Le partenariat actuel Pékin-Moscou remonte aux années 1990, lorsqu’ils ont mis de côté les différends frontaliers et autres tensions qui ont conduit à la scission sino-soviétique de 1961 et ont forgé un front diplomatique post-guerre froide pour repousser Washington.
Pour les deux parties, l’importance de cette relation a augmenté lorsque Washington a imposé des sanctions à la Russie et restreint l’accès chinois à la technologie américaine pour des raisons de sécurité. Xi a accusé ce mois-ci les États-Unis d’essayer de bloquer le développement économique de la Chine.
« On a le sentiment que les États-Unis et leurs alliés américains veulent contenir les deux pays », a déclaré Li Mingjiang, expert en relations internationales à la S. Rajaratnam School of International Studies de la Nanyang Technological University de Singapour.
Malgré la « méfiance stratégique » découlant de conflits remontant au 19e siècle, ils partagent un « intérêt politique commun » de « résister aux défis américains », a déclaré Li.
Avant l’invasion de l’année dernière, Xi et Poutine ont déclaré qu’ils avaient une « amitié sans limites ». Mais Pékin a déjà montré qu’il y a des limites. Il dit qu’ils ne sont pas des alliés et a évité d’apporter ouvertement une aide militaire à la Russie en Ukraine, une mesure que le président Joe Biden et d’autres dirigeants occidentaux préviennent entraînerait des conséquences non précisées pour la Chine.
Pékin appelait autrefois le gouvernement soviétique « Big Brother », mais l’influence politique de Moscou s’est érodée alors que l’économie chinoise progressait à la suite d’une réforme de type marché dans les années 1980.

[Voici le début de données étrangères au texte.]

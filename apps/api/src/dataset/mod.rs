//! Dataset file access — reads and writes the post corpus as JSON.
//!
//! Two on-disk shapes are accepted: the structured form
//! `{"dataset_info": {...}, "posts": [...]}` and a bare list of posts.
//! The dataset is a snapshot: it is loaded once and never mutated in place.

use std::path::{Path, PathBuf};

use serde_json::{Map, Value};
use thiserror::Error;
use tracing::info;

pub mod models;

pub use models::{
    count_lines, Dataset, DatasetInfo, DatasetLayout, Engagement, Language, LengthBucket, Post,
    PostMetadata,
};

#[derive(Debug, Error)]
pub enum DatasetError {
    #[error("failed to read dataset {path}: {source}")]
    Read {
        path: PathBuf,
        source: std::io::Error,
    },

    #[error("failed to write dataset {path}: {source}")]
    Write {
        path: PathBuf,
        source: std::io::Error,
    },

    #[error("malformed dataset JSON: {0}")]
    Parse(#[from] serde_json::Error),

    #[error("unsupported dataset shape: expected a post list or an object with 'posts'")]
    UnsupportedShape,
}

impl Dataset {
    /// Parses a dataset from a JSON value in either supported shape.
    pub fn from_value(value: Value) -> Result<Self, DatasetError> {
        match value {
            Value::Array(_) => Ok(Dataset {
                posts: serde_json::from_value(value)?,
                layout: DatasetLayout::BareList,
                ..Dataset::default()
            }),
            Value::Object(mut object) if object.contains_key("posts") => {
                let posts = object.remove("posts").unwrap_or(Value::Array(Vec::new()));
                let info = match object.remove("dataset_info") {
                    Some(info) => serde_json::from_value(info)?,
                    None => DatasetInfo::default(),
                };
                Ok(Dataset {
                    info,
                    posts: serde_json::from_value(posts)?,
                    extra: object,
                    layout: DatasetLayout::Structured,
                })
            }
            _ => Err(DatasetError::UnsupportedShape),
        }
    }

    pub fn from_json_str(json: &str) -> Result<Self, DatasetError> {
        Self::from_value(serde_json::from_str(json)?)
    }

    /// Serializes back into the shape the dataset was read from.
    pub fn to_value(&self) -> Result<Value, DatasetError> {
        let posts = serde_json::to_value(&self.posts)?;
        match self.layout {
            DatasetLayout::BareList => Ok(posts),
            DatasetLayout::Structured => {
                let mut object = Map::new();
                object.insert("dataset_info".to_string(), serde_json::to_value(&self.info)?);
                object.insert("posts".to_string(), posts);
                for (key, value) in &self.extra {
                    object.insert(key.clone(), value.clone());
                }
                Ok(Value::Object(object))
            }
        }
    }
}

/// Loads a dataset file. Missing or malformed files are fatal to the caller.
pub fn load(path: &Path) -> Result<Dataset, DatasetError> {
    let raw = std::fs::read_to_string(path).map_err(|source| DatasetError::Read {
        path: path.to_path_buf(),
        source,
    })?;
    let dataset = Dataset::from_json_str(&raw)?;
    info!("Loaded {} posts from {}", dataset.posts.len(), path.display());
    Ok(dataset)
}

/// Writes a dataset as pretty-printed JSON, creating parent directories.
pub fn save(path: &Path, dataset: &Dataset) -> Result<(), DatasetError> {
    let write_err = |source| DatasetError::Write {
        path: path.to_path_buf(),
        source,
    };
    if let Some(parent) = path.parent().filter(|p| !p.as_os_str().is_empty()) {
        std::fs::create_dir_all(parent).map_err(write_err)?;
    }
    let json = serde_json::to_string_pretty(&dataset.to_value()?)?;
    std::fs::write(path, json).map_err(write_err)?;
    info!("Wrote {} posts to {}", dataset.posts.len(), path.display());
    Ok(())
}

La Russie avait des richesses pétrolières, mais l’économie post-soviétique n’a pas réussi à créer des entreprises compétitives. Pendant ce temps, la Chine a lancé des industries automobiles, technologiques et autres qui se développent sur les marchés mondiaux.
Au milieu des années 90, l’économie russe était la moitié de celle de la Chine, mais sa population plus petite avait quatre fois la production par personne.
En 2020, l’avance de la Chine s’était multipliée. Selon le Fonds monétaire international, son économie était 10 fois plus importante que celle de la Russie et sa production par habitant s’élevait à 10 525 dollars contre 10 115 dollars pour la Russie. L’économie russe de 1,7 billion de dollars représentait environ les trois quarts de celle du Texas.
La Russie perd également son avance dans la technologie des armements, sa plus grande exportation non pétrolière.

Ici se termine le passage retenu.